Learning Styles of Adult Learners
Historically, traditional students — those between the ages of 18 and 22 — have far outnumbered older students. In recent years, however, that demographic has been changing rapidly.
Adults over the age of 25 are enrolling in universities and colleges at an ever-increasing rate. The National Center for Education Statistics has projected that by 2020, 9.6 million adult learners will be enrolled in an institute of higher learning. This number is equivalent to 43 percent of the total campus population, an increase of approximately 3 percent from 2010.
During the same period, students over the age of 35 are expected to increase from 17 percent to 19 percent.
Some adult learners are enrolling for the first time. Others are returning to complete an interrupted education. Still others are pursuing advanced degrees.
Their reasons for continuing their education also vary. They may be attempting to advance their careers or start a new one. For some, it is an opportunity to realize a long-abandoned dream or to find personal fulfillment. Others have already retired from one career and are ready to launch a second one.
Whatever their motives, it is an inescapable fact that adult learners are different from traditional students. They have different motivations, life experiences, challenges and needs.
Adult learners tend to be more self-motivated. They expect to receive a finite benefit in the near future.
Traditional students often need to be motivated by external forces, such as the prospect of having their grades reduced for absenteeism or disappointing their parents if their grades are deficient.
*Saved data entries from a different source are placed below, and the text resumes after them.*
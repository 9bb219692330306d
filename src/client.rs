//! Reusable client for the readiness stream.
//!
//! `ReadinessWatcher` opens the SSE endpoint for a chapter and publishes its
//! progress on a `tokio::sync::watch` channel, so any number of observers can
//! follow `Idle -> Loading -> Connected -> Ready | Error` without holding the
//! connection themselves. Watching a new chapter (or calling `retry`) aborts
//! the previous connection task, so at most one stream is open per watcher.
//!
//! Frame parsing is a pure incremental function over the byte stream; TCP
//! chunk boundaries carry no meaning for it.

use std::time::Duration;

use futures::StreamExt;
use serde::Deserialize;
use tokio::sync::watch;
use tokio::task::JoinHandle;
use tracing::{debug, warn};

const DEFAULT_CLIENT_TIMEOUT_SECS: u64 = 300;

#[derive(Clone, Debug, PartialEq)]
pub enum ReadinessState {
  Idle,
  Loading,
  Connected,
  Ready { count: usize, source: String },
  Error { message: String },
}

#[derive(Debug, Deserialize)]
#[serde(rename_all = "camelCase")]
struct ReadyPayload {
  count: usize,
  source: String,
}

#[derive(Debug, Deserialize)]
struct ErrorPayload {
  #[serde(default)]
  message: Option<String>,
}

/// One parsed SSE frame. `event` defaults to "message" when the frame names
/// none; comment-only frames never surface.
#[derive(Clone, Debug, PartialEq)]
pub struct SseFrame {
  pub event: String,
  pub data: String,
}

/// Incremental SSE frame parser. Feed it raw chunks in arrival order; it
/// returns every frame completed by the chunk and buffers the remainder.
#[derive(Debug, Default)]
pub struct SseParser {
  buf: Vec<u8>,
}

impl SseParser {
  pub fn push(&mut self, chunk: &[u8]) -> Vec<SseFrame> {
    self.buf.extend_from_slice(chunk);
    let mut frames = Vec::new();
    while let Some(end) = find_frame_end(&self.buf) {
      let raw: Vec<u8> = self.buf.drain(..end + 2).collect();
      if let Some(frame) = parse_frame(&raw[..end]) {
        frames.push(frame);
      }
    }
    frames
  }
}

fn find_frame_end(buf: &[u8]) -> Option<usize> {
  buf.windows(2).position(|w| w == b"\n\n")
}

fn parse_frame(raw: &[u8]) -> Option<SseFrame> {
  let text = String::from_utf8_lossy(raw);
  let mut event: Option<String> = None;
  let mut data: Vec<&str> = Vec::new();
  for line in text.lines() {
    let line = line.strip_suffix('\r').unwrap_or(line);
    if line.starts_with(':') {
      continue;
    }
    let (field, value) = match line.split_once(':') {
      Some((f, v)) => (f, v.strip_prefix(' ').unwrap_or(v)),
      None => (line, ""),
    };
    match field {
      "event" => event = Some(value.to_string()),
      "data" => data.push(value),
      // id and retry fields are irrelevant here.
      _ => {}
    }
  }
  if event.is_none() && data.is_empty() {
    return None;
  }
  Some(SseFrame {
    event: event.unwrap_or_else(|| "message".to_string()),
    data: data.join("\n"),
  })
}

pub struct ReadinessWatcher {
  base_url: String,
  http: reqwest::Client,
  timeout: Duration,
  tx: watch::Sender<ReadinessState>,
  task: Option<JoinHandle<()>>,
  chapter: Option<String>,
  retries: u32,
}

impl ReadinessWatcher {
  pub fn new(base_url: impl Into<String>) -> Self {
    Self::with_timeout(base_url, Duration::from_secs(DEFAULT_CLIENT_TIMEOUT_SECS))
  }

  pub fn with_timeout(base_url: impl Into<String>, timeout: Duration) -> Self {
    let (tx, _rx) = watch::channel(ReadinessState::Idle);
    Self {
      base_url: base_url.into(),
      http: reqwest::Client::new(),
      timeout,
      tx,
      task: None,
      chapter: None,
      retries: 0,
    }
  }

  pub fn subscribe(&self) -> watch::Receiver<ReadinessState> {
    self.tx.subscribe()
  }

  pub fn retry_count(&self) -> u32 {
    self.retries
  }

  /// Start (or restart) watching a chapter. Any previous connection task and
  /// its timeout guard are aborted first.
  pub fn watch(&mut self, chapter_id: &str) {
    if let Some(task) = self.task.take() {
      task.abort();
    }
    self.chapter = Some(chapter_id.to_string());
    let _ = self.tx.send(ReadinessState::Loading);

    let url = format!("{}/api/v1/questions/ready?chapterId={}", self.base_url, chapter_id);
    let http = self.http.clone();
    let tx = self.tx.clone();
    let budget = self.timeout;
    self.task = Some(tokio::spawn(async move {
      match tokio::time::timeout(budget, run_stream(http, &url, &tx)).await {
        Ok(Ok(())) => {}
        Ok(Err(message)) => {
          warn!(target: "readiness", %url, %message, "readiness stream failed");
          let _ = tx.send(ReadinessState::Error { message });
        }
        Err(_) => {
          let _ = tx.send(ReadinessState::Error {
            message: "timed out waiting for readiness".to_string(),
          });
        }
      }
    }));
  }

  /// Force a fresh connection for the chapter last watched.
  pub fn retry(&mut self) {
    self.retries += 1;
    if let Some(chapter) = self.chapter.clone() {
      self.watch(&chapter);
    }
  }
}

impl Drop for ReadinessWatcher {
  fn drop(&mut self) {
    if let Some(task) = self.task.take() {
      task.abort();
    }
  }
}

/// Drive one connection to its terminal frame. Ok means a `ready` was
/// published; every other outcome is an error message for the watch channel.
async fn run_stream(
  http: reqwest::Client,
  url: &str,
  tx: &watch::Sender<ReadinessState>,
) -> Result<(), String> {
  let res = http.get(url).send().await.map_err(|e| e.to_string())?;
  if !res.status().is_success() {
    return Err(format!("server returned {}", res.status()));
  }

  let mut stream = res.bytes_stream();
  let mut parser = SseParser::default();
  while let Some(chunk) = stream.next().await {
    let chunk = chunk.map_err(|e| e.to_string())?;
    for frame in parser.push(&chunk) {
      debug!(target: "readiness", event = %frame.event, "frame received");
      match frame.event.as_str() {
        "connected" => {
          let _ = tx.send(ReadinessState::Connected);
        }
        "ready" => {
          let payload: ReadyPayload = serde_json::from_str(&frame.data)
            .map_err(|e| format!("malformed ready payload: {e}"))?;
          let _ = tx.send(ReadinessState::Ready {
            count: payload.count,
            source: payload.source,
          });
          return Ok(());
        }
        "timeout" => {
          return Err("timed out waiting for question generation".to_string());
        }
        "error" => {
          let message = serde_json::from_str::<ErrorPayload>(&frame.data)
            .ok()
            .and_then(|p| p.message)
            .unwrap_or_else(|| "readiness stream reported an error".to_string());
          return Err(message);
        }
        _ => {}
      }
    }
  }
  Err("stream ended without a terminal event".to_string())
}

#[cfg(test)]
mod tests {
  use std::sync::Arc;

  use super::*;
  use crate::domain::ChapterQuestion;
  use crate::routes::router;
  use crate::state::AppState;

  // ----- parser -----

  #[test]
  fn parser_handles_split_and_batched_frames() {
    let mut p = SseParser::default();
    assert!(p.push(b"event: conn").is_empty());
    let frames = p.push(b"ected\ndata: {}\n\nevent: ready\ndata: {\"count\":3}\n\n");
    assert_eq!(frames.len(), 2);
    assert_eq!(frames[0].event, "connected");
    assert_eq!(frames[1].event, "ready");
    assert_eq!(frames[1].data, "{\"count\":3}");
  }

  #[test]
  fn parser_ignores_comments_and_defaults_the_event_name() {
    let mut p = SseParser::default();
    assert!(p.push(b": keep-alive\n\n").is_empty());
    let frames = p.push(b"data: hello\ndata: world\n\n");
    assert_eq!(frames.len(), 1);
    assert_eq!(frames[0].event, "message");
    assert_eq!(frames[0].data, "hello\nworld");
  }

  #[test]
  fn parser_tolerates_carriage_returns() {
    let mut p = SseParser::default();
    let frames = p.push(b"event: ready\r\ndata: {\"count\":1}\r\n\n");
    assert_eq!(frames.len(), 1);
    assert_eq!(frames[0].data, "{\"count\":1}");
  }

  // ----- end to end against a live listener -----

  async fn spawn_server(state: Arc<AppState>) -> String {
    let listener = tokio::net::TcpListener::bind("127.0.0.1:0").await.unwrap();
    let addr = listener.local_addr().unwrap();
    tokio::spawn(async move {
      axum::serve(listener, router(state)).await.unwrap();
    });
    format!("http://{addr}")
  }

  async fn seed_questions(state: &AppState, chapter_id: &str, n: usize) {
    let set = (1..=n)
      .map(|i| ChapterQuestion {
        id: format!("q{i}"),
        chapter_id: chapter_id.to_string(),
        question_number: i as u32,
        question_text: format!("Question {i}"),
        question_type: "open".into(),
        question_category: "comprehension".into(),
        difficulty: "medium".into(),
        hints: vec![],
        options: None,
      })
      .collect();
    state.store.replace_questions(chapter_id, set).await;
  }

  async fn next_terminal(rx: &mut watch::Receiver<ReadinessState>) -> ReadinessState {
    loop {
      rx.changed().await.unwrap();
      let state = rx.borrow().clone();
      match state {
        ReadinessState::Ready { .. } | ReadinessState::Error { .. } => return state,
        _ => {}
      }
    }
  }

  #[tokio::test(flavor = "multi_thread")]
  async fn existing_questions_resolve_ready_immediately() {
    let state = AppState::for_tests();
    seed_questions(&state, "ch-1", 4).await;
    let base = spawn_server(state).await;

    let mut watcher = ReadinessWatcher::new(base);
    let mut rx = watcher.subscribe();
    watcher.watch("ch-1");

    match next_terminal(&mut rx).await {
      ReadinessState::Ready { count, source } => {
        assert_eq!(count, 4);
        assert_eq!(source, "existing");
      }
      other => panic!("expected Ready, got {other:?}"),
    }
  }

  #[tokio::test(flavor = "multi_thread")]
  async fn generated_questions_resolve_after_the_event() {
    let state = AppState::for_tests().with_readiness_timeout(Duration::from_secs(10));
    let base = spawn_server(state.clone()).await;

    let mut watcher = ReadinessWatcher::new(base);
    let mut rx = watcher.subscribe();
    watcher.watch("ch-2");

    // Wait for the server-side subscription, then announce readiness.
    {
      let state = state.clone();
      tokio::spawn(async move {
        while state.events.bus().listener_count(crate::events::CHAPTER_QUESTIONS_READY) == 0 {
          tokio::time::sleep(Duration::from_millis(5)).await;
        }
        state.events.emit_chapter_questions_ready(crate::events::ChapterQuestionsReady {
          chapter_id: "ch-2".into(),
          question_count: 6,
          timestamp: 1,
        });
      });
    }

    match next_terminal(&mut rx).await {
      ReadinessState::Ready { count, source } => {
        assert_eq!(count, 6);
        assert_eq!(source, "generated");
      }
      other => panic!("expected Ready, got {other:?}"),
    }
  }

  #[tokio::test(flavor = "multi_thread")]
  async fn client_side_timeout_forces_error() {
    let state = AppState::for_tests().with_readiness_timeout(Duration::from_secs(60));
    let base = spawn_server(state).await;

    let mut watcher = ReadinessWatcher::with_timeout(base, Duration::from_millis(100));
    let mut rx = watcher.subscribe();
    watcher.watch("ch-3");

    match next_terminal(&mut rx).await {
      ReadinessState::Error { message } => assert!(message.contains("timed out")),
      other => panic!("expected Error, got {other:?}"),
    }
  }

  #[tokio::test(flavor = "multi_thread")]
  async fn retry_opens_a_fresh_connection() {
    let state = AppState::for_tests().with_readiness_timeout(Duration::from_secs(60));
    let base = spawn_server(state.clone()).await;

    let mut watcher = ReadinessWatcher::new(base);
    let mut rx = watcher.subscribe();
    watcher.watch("ch-4");

    // First connection hangs waiting; make the data appear, then retry. The
    // fresh connection takes the existing fast path.
    {
      rx.changed().await.unwrap();
      // Loading or Connected, never terminal yet.
      assert!(!matches!(*rx.borrow(), ReadinessState::Ready { .. }));
    }
    seed_questions(&state, "ch-4", 2).await;
    watcher.retry();
    assert_eq!(watcher.retry_count(), 1);

    match next_terminal(&mut rx).await {
      ReadinessState::Ready { count, source } => {
        assert_eq!(count, 2);
        assert_eq!(source, "existing");
      }
      other => panic!("expected Ready, got {other:?}"),
    }
  }
}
Traditional students frequently view the benefits of an education in terms that are much more vague, with the benefits not manifesting until some future, unspecified date.
Adult learners have typically been in the workforce for a number of years. They have acquired knowledge on the job and through self-study.
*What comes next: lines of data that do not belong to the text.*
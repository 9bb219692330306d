//! Points ledger: leveling arithmetic, streak bonuses, and history.
//!
//! Every application of points appends exactly one immutable ledger row and
//! then announces the new totals on the event bus. The leveling rule carries
//! overflow experience forward: while `current_exp >= exp_to_next_level`,
//! subtract the threshold, bump the level, and recompute the threshold as
//! `level * 100`.

use chrono::Utc;
use tracing::{info, instrument};
use uuid::Uuid;

use crate::domain::{PointsHistoryEntry, PointsReason};
use crate::error::AppError;
use crate::events::{now_millis, PointsUpdated};
use crate::state::AppState;

#[derive(Clone, Copy, Debug, PartialEq, Eq)]
pub struct PointsUpdate {
  pub new_level: u32,
  pub leveled_up: bool,
}

/// Apply a points delta to a user, append the ledger row, emit the update.
#[instrument(level = "info", skip(state, description), fields(%user_id, delta, ?reason))]
pub async fn apply_points(
  state: &AppState,
  user_id: &str,
  delta: i64,
  reason: PointsReason,
  description: Option<String>,
) -> Result<PointsUpdate, AppError> {
  let mut points = state.store.get_or_create_points(user_id).await;
  let old_level = points.level;
  let old_points = points.total_points;

  points.total_points += delta;
  points.current_exp += delta;
  while points.current_exp >= points.exp_to_next_level {
    points.current_exp -= points.exp_to_next_level;
    points.level += 1;
    points.exp_to_next_level = i64::from(points.level) * 100;
  }
  points.last_active_date = Some(Utc::now());
  let new_level = points.level;
  state.store.save_points(points).await;

  state
    .store
    .append_history(PointsHistoryEntry {
      id: Uuid::new_v4().to_string(),
      user_id: user_id.to_string(),
      points_change: delta,
      reason,
      description,
      created_at: Utc::now(),
    })
    .await;

  let reason_code = serde_json::to_value(reason)
    .ok()
    .and_then(|v| v.as_str().map(str::to_string))
    .unwrap_or_default();
  state.events.emit_points_updated(PointsUpdated {
    user_id: user_id.to_string(),
    old_points,
    new_points: old_points + delta,
    reason: reason_code,
    timestamp: now_millis(),
  });

  let leveled_up = new_level > old_level;
  if leveled_up {
    info!(target: "kurso_backend", %user_id, old_level, new_level, "level up");
  }
  Ok(PointsUpdate { new_level, leveled_up })
}

#[derive(Clone, Copy, Debug)]
pub struct StreakOutcome {
  pub streak: u32,
  pub bonus_points: i64,
}

/// Update the consecutive-day learning streak and award the daily bonus.
/// Same-day repeats keep the streak and award nothing. Users with no points
/// row yet get `{streak: 0, bonus: 0}` back and no row is created for them.
#[instrument(level = "info", skip(state), fields(%user_id))]
pub async fn update_streak(state: &AppState, user_id: &str) -> Result<StreakOutcome, AppError> {
  let Some(mut points) = state.store.points_of(user_id).await else {
    return Ok(StreakOutcome { streak: 0, bonus_points: 0 });
  };
  let today = Utc::now();

  let (new_streak, bonus) = match points.last_active_date {
    Some(last) => {
      let days = (today.date_naive() - last.date_naive()).num_days();
      if days == 1 {
        let streak = points.streak + 1;
        let bonus = if streak >= 7 {
          50
        } else if streak >= 3 {
          20
        } else {
          5
        };
        (streak, bonus)
      } else if days == 0 {
        (points.streak, 0)
      } else {
        // Streak broken; restarting still earns the daily bonus.
        (1, 5)
      }
    }
    None => (1, 0),
  };

  points.streak = new_streak;
  points.last_active_date = Some(today);
  state.store.save_points(points).await;

  if bonus > 0 {
    apply_points(
      state,
      user_id,
      bonus,
      PointsReason::StreakBonus,
      Some(format!("{} day learning streak", new_streak)),
    )
    .await?;
  }

  Ok(StreakOutcome { streak: new_streak, bonus_points: bonus })
}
Traditional students, on the other hand, have little or no work experience, and they have usually enrolled in college directly following their graduation from high school. Thus, they have had little opportunity to learn from a mentor, acquire skills independently or learn from hands-on experiences.
Most adult learners have family responsibilities and jobs that can create time constraints. They may have difficulty finding time to complete homework assignments or work on a group project. Some adult learners may need a university or college that is focused more on them than traditional students.
Traditional students are typically unmarried and childless, not yet faced with the demands of aging parents and seldom hold full-time jobs. Their schedules are more flexible, making it easier to meet with groups or complete lengthy homework projects.
Older students are often less tech-savvy than traditional students, so they may need more assistance with classwork that requires technical knowledge, spreadsheets or use of other newer apps. Emotionally, they need recognition for the knowledge they have acquired through their life experiences. They are goal-motivated, so they need unambiguous statements of what is expected from them. They also tend to respond positively to coursework that is relevant to them in their current situation.
By contrast, traditional students typically require little or no assistance with technology. They assume that relevancy will become obvious at some future point and are not troubled by their inability to immediately apply what they learn.
It is important to remember that there is no single style that applies to all individuals, whether they are traditional students or adult learners. For example, there are traditional students who are self-disciplined and self-motivated, and there are adult learners who have extensive experience with the latest technologies. There are adult students who learn best from visual presentations, and there are traditional students who require hands-on experience to master a skill.